[RECORDS FOR THIS TASK]
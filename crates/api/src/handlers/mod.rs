pub mod downloads;
pub mod export;
pub mod imports;
use std::path::PathBuf;

/// Server configuration loaded from environment variables.
///
/// All fields have defaults suitable for local use. GA4 settings live in
/// [`ga4_analytics::AnalyticsConfig`].
#[derive(Debug, Clone)]
pub struct ServerConfig {
    /// Bind address (default: `0.0.0.0`).
    pub host: String,
    /// Bind port (default: `3000`).
    pub port: u16,
    /// Allowed CORS origins, parsed from comma-separated `CORS_ORIGINS` env var.
    pub cors_origins: Vec<String>,
    /// HTTP request timeout in seconds (default: `600`). Exports run inside
    /// the request, so this bounds the longest export.
    pub request_timeout_secs: u64,
    /// Directory export CSVs are written to and served from.
    pub export_dir: PathBuf,
    /// PostgreSQL URL for imports. Imports are refused when unset.
    pub database_url: Option<String>,
}

impl ServerConfig {
    /// Load configuration from environment variables with defaults.
    ///
    /// | Env Var                | Default                    |
    /// |------------------------|----------------------------|
    /// | `HOST`                 | `0.0.0.0`                  |
    /// | `PORT`                 | `3000`                     |
    /// | `CORS_ORIGINS`         | `http://localhost:3000`    |
    /// | `REQUEST_TIMEOUT_SECS` | `600`                      |
    /// | `EXPORT_DIR`           | `exports`                  |
    /// | `DATABASE_URL`         | unset                      |
    pub fn from_env() -> Self {
        let host = std::env::var("HOST").unwrap_or_else(|_| "0.0.0.0".into());

        let port: u16 = std::env::var("PORT")
            .unwrap_or_else(|_| "3000".into())
            .parse()
            .expect("PORT must be a valid u16");

        let cors_origins: Vec<String> = std::env::var("CORS_ORIGINS")
            .unwrap_or_else(|_| "http://localhost:3000".into())
            .split(',')
            .map(|s| s.trim().to_string())
            .filter(|s| !s.is_empty())
            .collect();

        let request_timeout_secs: u64 = std::env::var("REQUEST_TIMEOUT_SECS")
            .unwrap_or_else(|_| "600".into())
            .parse()
            .expect("REQUEST_TIMEOUT_SECS must be a valid u64");

        let export_dir = std::env::var("EXPORT_DIR")
            .unwrap_or_else(|_| "exports".into())
            .into();

        let database_url = std::env::var("DATABASE_URL")
            .ok()
            .filter(|s| !s.trim().is_empty());

        Self {
            host,
            port,
            cors_origins,
            request_timeout_secs,
            export_dir,
            database_url,
        }
    }
}
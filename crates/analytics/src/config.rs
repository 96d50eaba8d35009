use std::path::PathBuf;

/// Default GA4 Data API endpoint.
pub const DEFAULT_API_BASE_URL: &str = "https://analyticsdata.googleapis.com/v1beta";

/// Default per-request timeout; a full 50,000-row page can be slow.
pub const DEFAULT_REQUEST_TIMEOUT_SECS: u64 = 120;

/// Connection settings for the GA4 Data API.
///
/// Built once at startup and handed to [`crate::AnalyticsDataApi`].
#[derive(Debug, Clone)]
pub struct AnalyticsConfig {
    /// Path to the service-account JSON key.
    pub credentials_file: PathBuf,
    /// Numeric GA4 property id (without the `properties/` prefix).
    pub property_id: String,
    /// API base URL, overridable for tests and proxies.
    pub api_base_url: String,
    /// Per-request timeout in seconds.
    pub request_timeout_secs: u64,
}

impl AnalyticsConfig {
    /// Load configuration from environment variables.
    ///
    /// | Env Var                     | Required | Default                                       |
    /// |-----------------------------|----------|-----------------------------------------------|
    /// | `GA4_PROPERTY_ID`           | **yes**  | --                                            |
    /// | `GA4_CREDENTIALS_FILE`      | no       | `service_account.json`                        |
    /// | `GA4_API_BASE_URL`          | no       | `https://analyticsdata.googleapis.com/v1beta` |
    /// | `GA4_REQUEST_TIMEOUT_SECS`  | no       | `120`                                         |
    ///
    /// # Panics
    ///
    /// Panics if `GA4_PROPERTY_ID` is missing or empty, or if the timeout is
    /// not a valid `u64`.
    pub fn from_env() -> Self {
        let property_id = std::env::var("GA4_PROPERTY_ID")
            .expect("GA4_PROPERTY_ID must be set in the environment");
        let property_id = property_id
            .trim()
            .trim_start_matches("properties/")
            .to_string();
        assert!(!property_id.is_empty(), "GA4_PROPERTY_ID must not be empty");

        let credentials_file = std::env::var("GA4_CREDENTIALS_FILE")
            .unwrap_or_else(|_| "service_account.json".into())
            .into();

        let api_base_url = std::env::var("GA4_API_BASE_URL")
            .unwrap_or_else(|_| DEFAULT_API_BASE_URL.into())
            .trim_end_matches('/')
            .to_string();

        let request_timeout_secs: u64 = std::env::var("GA4_REQUEST_TIMEOUT_SECS")
            .unwrap_or_else(|_| DEFAULT_REQUEST_TIMEOUT_SECS.to_string())
            .parse()
            .expect("GA4_REQUEST_TIMEOUT_SECS must be a valid u64");

        Self {
            credentials_file,
            property_id,
            api_base_url,
            request_timeout_secs,
        }
    }
}
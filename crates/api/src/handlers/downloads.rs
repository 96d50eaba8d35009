//! Serving previously exported CSV files.

use axum::extract::{Path, State};
use axum::http::header::{CONTENT_DISPOSITION, CONTENT_TYPE};
use axum::response::IntoResponse;
use ga4_core::report::is_export_file_name;

use crate::error::{AppError, AppResult};
use crate::state::AppState;

// ---------------------------------------------------------------------------
// GET /exports/{file_name}
// ---------------------------------------------------------------------------

/// Send an export as a `text/csv` attachment.
///
/// Only names of the form `export_<start>_to_<end>.csv` are served, so no
/// other file in (or outside) the export directory is reachable.
pub async fn download_export(
    State(state): State<AppState>,
    Path(file_name): Path<String>,
) -> AppResult<impl IntoResponse> {
    if !is_export_file_name(&file_name) {
        return Err(AppError::NotFound(format!("Export '{file_name}' not found")));
    }

    let path = state.config.export_dir.join(&file_name);
    let bytes = match tokio::fs::read(&path).await {
        Ok(bytes) => bytes,
        Err(e) if e.kind() == std::io::ErrorKind::NotFound => {
            return Err(AppError::NotFound(format!("Export '{file_name}' not found")));
        }
        Err(e) => return Err(AppError::InternalError(e.to_string())),
    };

    tracing::debug!(file = %file_name, bytes = bytes.len(), "Serving export");
    Ok((
        [
            (CONTENT_TYPE, "text/csv; charset=utf-8".to_string()),
            (
                CONTENT_DISPOSITION,
                format!("attachment; filename=\"{file_name}\""),
            ),
        ],
        bytes,
    ))
}
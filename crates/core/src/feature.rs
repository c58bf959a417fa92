//! Feature model - a unit of software scope with a seed estimate.

use serde::{Deserialize, Serialize};
use crate::id::FeatureId;
use crate::Time;

/// A feature in the library.
///
/// Tracked time refers to features by id, so a feature is only changed
/// through an explicit update once time has been logged against it.
#[derive(Debug, Clone, PartialEq, Serialize, Deserialize)]
pub struct Feature {
    /// Unique identifier
    pub id: FeatureId,

    /// Display name, unique within the library (case-insensitive)
    pub name: String,

    /// Owning team
    pub team: String,

    /// Process classification (e.g. "development", "design", "qa")
    pub process: String,

    /// Judgment-based estimate in hours
    pub seed_hours: f64,

    /// Alternative names used when matching imports and BRD text
    #[serde(default)]
    pub synonyms: Vec<String>,

    /// Free-form notes
    #[serde(default)]
    pub notes: Option<String>,

    /// When created
    pub created_at: Time,

    /// Last update
    pub updated_at: Time,
}

impl Feature {
    /// Create a new feature.
    pub fn new(
        name: impl Into<String>,
        team: impl Into<String>,
        process: impl Into<String>,
        seed_hours: f64,
    ) -> Self {
        let now = chrono::Utc::now();
        Self {
            id: FeatureId::new(),
            name: name.into(),
            team: team.into(),
            process: process.into(),
            seed_hours,
            synonyms: Vec::new(),
            notes: None,
            created_at: now,
            updated_at: now,
        }
    }

    /// Add a synonym.
    pub fn with_synonym(mut self, synonym: impl Into<String>) -> Self {
        self.synonyms.push(synonym.into());
        self
    }

    /// Whether `name` refers to this feature, by name or synonym.
    pub fn matches(&self, name: &str) -> bool {
        let name = name.trim();
        self.name.eq_ignore_ascii_case(name)
            || self.synonyms.iter().any(|s| s.eq_ignore_ascii_case(name))
    }
}
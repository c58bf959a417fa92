//! Estimate model - derived statistics, recomputed on demand.

use serde::{Deserialize, Serialize};
use crate::id::FeatureId;

/// Which central tendency to report.
#[derive(Debug, Clone, Copy, PartialEq, Eq, Hash, Default, Serialize, Deserialize)]
#[serde(rename_all = "snake_case")]
pub enum EstimationStyle {
    Mean,
    #[default]
    Median,
    P80,
}

impl EstimationStyle {
    /// Get string representation.
    pub fn as_str(&self) -> &'static str {
        match self {
            EstimationStyle::Mean => "mean",
            EstimationStyle::Median => "median",
            EstimationStyle::P80 => "p80",
        }
    }
}

impl std::fmt::Display for EstimationStyle {
    fn fmt(&self, f: &mut std::fmt::Formatter<'_>) -> std::fmt::Result {
        f.write_str(self.as_str())
    }
}

impl std::str::FromStr for EstimationStyle {
    type Err = String;

    fn from_str(s: &str) -> Result<Self, Self::Err> {
        match s.trim().to_lowercase().as_str() {
            "mean" | "average" => Ok(EstimationStyle::Mean),
            "median" => Ok(EstimationStyle::Median),
            "p80" => Ok(EstimationStyle::P80),
            other => Err(format!("unknown estimation style '{}' (expected mean, median or p80)", other)),
        }
    }
}

/// Confidence in an estimate. Ordered from least to most confident.
#[derive(Debug, Clone, Copy, PartialEq, Eq, PartialOrd, Ord, Hash, Serialize, Deserialize)]
#[serde(rename_all = "snake_case")]
pub enum Confidence {
    Low,
    Medium,
    High,
}

impl Confidence {
    /// Get string representation.
    pub fn as_str(&self) -> &'static str {
        match self {
            Confidence::Low => "low",
            Confidence::Medium => "medium",
            Confidence::High => "high",
        }
    }
}

impl std::fmt::Display for Confidence {
    fn fmt(&self, f: &mut std::fmt::Formatter<'_>) -> std::fmt::Result {
        f.write_str(self.as_str())
    }
}

/// Where an estimate's hours came from.
#[derive(Debug, Clone, Copy, PartialEq, Eq, Serialize, Deserialize)]
#[serde(rename_all = "snake_case")]
pub enum EstimateSource {
    /// Not enough history; the seed estimate was used
    Seed,
    /// Computed from tracked time
    Historical,
}

impl EstimateSource {
    /// Get string representation.
    pub fn as_str(&self) -> &'static str {
        match self {
            EstimateSource::Seed => "seed",
            EstimateSource::Historical => "historical",
        }
    }
}

/// Descriptive statistics over a set of hour samples.
#[derive(Debug, Clone, PartialEq, Serialize, Deserialize)]
pub struct SampleStats {
    /// Number of samples
    pub count: usize,
    /// Arithmetic mean
    pub mean: f64,
    /// 50th percentile
    pub median: f64,
    /// 80th percentile
    pub p80: f64,
    /// Sample standard deviation (n - 1)
    pub std_dev: f64,
    /// Smallest sample
    pub min: f64,
    /// Largest sample
    pub max: f64,
}

impl SampleStats {
    /// The value for a given style.
    pub fn central(&self, style: EstimationStyle) -> f64 {
        match style {
            EstimationStyle::Mean => self.mean,
            EstimationStyle::Median => self.median,
            EstimationStyle::P80 => self.p80,
        }
    }
}

/// Estimate for a single feature.
#[derive(Debug, Clone, PartialEq, Serialize, Deserialize)]
pub struct FeatureEstimate {
    pub feature_id: FeatureId,
    pub feature_name: String,
    pub style: EstimationStyle,
    /// Estimated hours
    pub hours: f64,
    /// Lower edge of the confidence band
    pub low: f64,
    /// Upper edge of the confidence band
    pub high: f64,
    pub confidence: Confidence,
    pub source: EstimateSource,
    /// Samples that fed the statistics
    pub sample_count: usize,
    /// Samples dropped as anomalies
    pub excluded_count: usize,
    /// Statistics when history was used
    pub stats: Option<SampleStats>,
}

/// Estimate for a set of features.
#[derive(Debug, Clone, PartialEq, Serialize, Deserialize)]
pub struct ProjectEstimate {
    pub style: EstimationStyle,
    pub features: Vec<FeatureEstimate>,
    pub total_hours: f64,
    pub total_low: f64,
    pub total_high: f64,
    /// Lowest confidence among the features
    pub confidence: Confidence,
}

impl ProjectEstimate {
    /// Aggregate feature estimates into a project estimate.
    pub fn from_features(style: EstimationStyle, features: Vec<FeatureEstimate>) -> Self {
        let total_hours = features.iter().map(|f| f.hours).sum();
        let total_low = features.iter().map(|f| f.low).sum();
        let total_high = features.iter().map(|f| f.high).sum();
        let confidence = features
            .iter()
            .map(|f| f.confidence)
            .min()
            .unwrap_or(Confidence::Low);

        Self {
            style,
            features,
            total_hours,
            total_low,
            total_high,
            confidence,
        }
    }

    /// Number of features estimated from seeds only.
    pub fn seed_only_count(&self) -> usize {
        self.features
            .iter()
            .filter(|f| f.source == EstimateSource::Seed)
            .count()
    }
}

#[cfg(test)]
mod tests {
    use super::*;

    fn estimate(hours: f64, confidence: Confidence) -> FeatureEstimate {
        FeatureEstimate {
            feature_id: FeatureId::new(),
            feature_name: "f".to_string(),
            style: EstimationStyle::Median,
            hours,
            low: hours / 2.0,
            high: hours * 2.0,
            confidence,
            source: EstimateSource::Seed,
            sample_count: 0,
            excluded_count: 0,
            stats: None,
        }
    }

    #[test]
    fn test_style_parse() {
        assert_eq!("P80".parse::<EstimationStyle>().unwrap(), EstimationStyle::P80);
        assert_eq!("mean".parse::<EstimationStyle>().unwrap(), EstimationStyle::Mean);
        assert!("mode".parse::<EstimationStyle>().is_err());
    }

    #[test]
    fn test_confidence_ordering() {
        assert!(Confidence::Low < Confidence::Medium);
        assert!(Confidence::Medium < Confidence::High);
    }

    #[test]
    fn test_project_totals_and_confidence() {
        let project = ProjectEstimate::from_features(
            EstimationStyle::Median,
            vec![estimate(10.0, Confidence::High), estimate(4.0, Confidence::Medium)],
        );
        assert_eq!(project.total_hours, 14.0);
        assert_eq!(project.total_low, 7.0);
        assert_eq!(project.total_high, 28.0);
        assert_eq!(project.confidence, Confidence::Medium);
        assert_eq!(project.seed_only_count(), 2);
    }

    #[test]
    fn test_empty_project_is_low_confidence() {
        let project = ProjectEstimate::from_features(EstimationStyle::Mean, Vec::new());
        assert_eq!(project.total_hours, 0.0);
        assert_eq!(project.confidence, Confidence::Low);
    }
}
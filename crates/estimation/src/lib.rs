//! Estimation (Layer 3)
//!
//! Feature and project estimates from tracked time, seed reconciliation,
//! and scenario comparison.

pub mod estimator;
pub mod reconcile;
pub mod scenario;

pub use estimator::{
    EstimationService, EstimationError, Result, estimate_feature, estimate_project, usable_samples,
    confidence_for, hours_by_feature, SEED_BAND, HIGH_CONFIDENCE_CV, MEDIUM_CONFIDENCE_CV,
};
pub use reconcile::{SeedReconciler, SeedReconciliation, SeedVerdict, reconcile, verdict};
pub use scenario::{ScenarioService, ScenarioComparison, NewScenario};
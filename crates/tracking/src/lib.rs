//! Time Tracking (Layer 2)
//!
//! Import of tracked time, single-entry recording, and data quality checks.

#![warn(missing_docs)]

pub mod service;
pub mod import;
pub mod quality;

pub use service::{TimeTrackingService, TrackingError, ImportSummary};
pub use import::{ImportFormat, RawRecord, parse_records, resolve_records, parse_date};
pub use quality::{
    QualityReport, DuplicateGroup, Anomaly, analyze, detect_duplicates, detect_anomalies,
    detect_orphans, flag_anomalies,
};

[WHAT IS REQUIRED]
Every line of the material that holds "defaults" should be copied out as the answer.

[SOLUTION FOR THIS TASK]
/// All fields have defaults suitable for local use. GA4 settings live in
    /// Load configuration from environment variables with defaults.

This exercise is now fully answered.